[<prev] [next>] [<thread-prev] [thread-next>] [day] [month] [year] [list]
Message-ID: <20250512075302.GA3644468@google.com>
Date: Mon, 12 May 2025 08:53:02 +0100
From: Lee Jones <lee@...nel.org>
To: Greg KH <gregkh@...uxfoundation.org>
Cc: Kuniyuki Iwashima <kuniyu@...zon.com>, Paolo Abeni <pabeni@...hat.com>,
kuni1840@...il.com, llfamsec@...il.com, netdev@...r.kernel.org,
sashal@...nel.org, stable@...r.kernel.org
Subject: Re: [PATCH stable 5.15/6.1/6.6] af_unix: Clear oob_skb in
scan_inflight().
On Wed, 05 Mar 2025, Greg KH wrote:
> On Wed, Mar 05, 2025 at 10:10:41AM -0800, Kuniyuki Iwashima wrote:
> > +Paolo
> >
> > From: Greg Kroah-Hartman <gregkh@...uxfoundation.org>
> > Date: Wed, 5 Mar 2025 15:08:26 +0100
> > > On Mon, Mar 03, 2025 at 07:01:49PM -0800, Kuniyuki Iwashima wrote:
> > > > Embryo socket is not queued in gc_candidates, so we can't drop
> > > > a reference held by its oob_skb.
> > > >
> > > > Let's say we create listener and embryo sockets, send the
> > > > listener's fd to the embryo as OOB data, and close() them
> > > > without recv()ing the OOB data.
> > > >
> > > > There is a self-reference cycle like
> > > >
> > > > listener -> embryo.oob_skb -> listener
> > > >
> > > > , so this must be cleaned up by GC. Otherwise, the listener's
> > > > refcnt is not released and sockets are leaked:
> > > >
> > > > # unshare -n
> > > > # cat /proc/net/protocols | grep UNIX-STREAM
> > > > UNIX-STREAM 1024 0 -1 NI 0 yes kernel ...
> > > >
> > > > # python3
> > > > >>> from array import array
> > > > >>> from socket import *
> > > > >>>
> > > > >>> s = socket(AF_UNIX, SOCK_STREAM)

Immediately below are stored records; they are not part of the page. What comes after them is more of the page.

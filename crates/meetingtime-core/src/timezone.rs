use crate::error::CoreError;
use chrono::{DateTime, Duration, NaiveDateTime, TimeZone, Utc};
use chrono_tz::Tz;
use std::str::FromStr;

/// Validate an IANA timezone name and return the parsed zone
pub fn validate_timezone(timezone: &str) -> Result<Tz, CoreError> {
    Tz::from_str(timezone).map_err(|_| CoreError::InvalidTimezone(timezone.to_string()))
}

/// Wall-clock time of `instant` in `tz`
#[inline]
pub fn to_local(instant: DateTime<Utc>, tz: &Tz) -> NaiveDateTime {
    instant.with_timezone(tz).naive_local()
}

/// Maps a wall-clock time in `tz` back to a UTC instant.
///
/// Ambiguous times (clocks falling back) resolve to the earliest instant.
/// Times skipped by a spring-forward transition move one hour later.
pub fn resolve_local(local: NaiveDateTime, tz: &Tz) -> Result<DateTime<Utc>, CoreError> {
    if let Some(resolved) = tz.from_local_datetime(&local).earliest() {
        return Ok(resolved.with_timezone(&Utc));
    }

    let shifted = local
        .checked_add_signed(Duration::hours(1))
        .ok_or_else(|| CoreError::OutOfRange(local.to_string()))?;
    tz.from_local_datetime(&shifted)
        .earliest()
        .map(|resolved| resolved.with_timezone(&Utc))
        .ok_or_else(|| {
            CoreError::OutOfRange(format!("{} does not exist in {}", local, tz.name()))
        })
}

/// Format datetime with timezone-aware display
pub fn format_with_timezone(datetime: DateTime<Utc>, tz: &Tz, format: &str) -> String {
    datetime.with_timezone(tz).format(format).to_string()
}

> > > > >>> s.bind('\0test\0')
> > > > >>> s.listen()
> > > > >>>
> > > > >>> c = socket(AF_UNIX, SOCK_STREAM)
> > > > >>> c.connect(s.getsockname())
> > > > >>> c.sendmsg([b'x'], [(SOL_SOCKET, SCM_RIGHTS, array('i', [s.fileno()]))], MSG_OOB)
> > > > 1
> > > > >>> quit()
> > > >
> > > > # cat /proc/net/protocols | grep UNIX-STREAM
> > > > UNIX-STREAM 1024 3 -1 NI 0 yes kernel ...
> > > > ^^^
> > > > 3 sockets still in use after FDs are close()d
> > > >
> > > > Let's drop the embryo socket's oob_skb ref in scan_inflight().
> > > >
> > > > This also fixes a racy access to oob_skb that commit 9841991a446c
> > > > ("af_unix: Update unix_sk(sk)->oob_skb under sk_receive_queue
> > > > lock.") fixed for the new Tarjan's algo-based GC.
> > > >
> > > > Fixes: 314001f0bf92 ("af_unix: Add OOB support")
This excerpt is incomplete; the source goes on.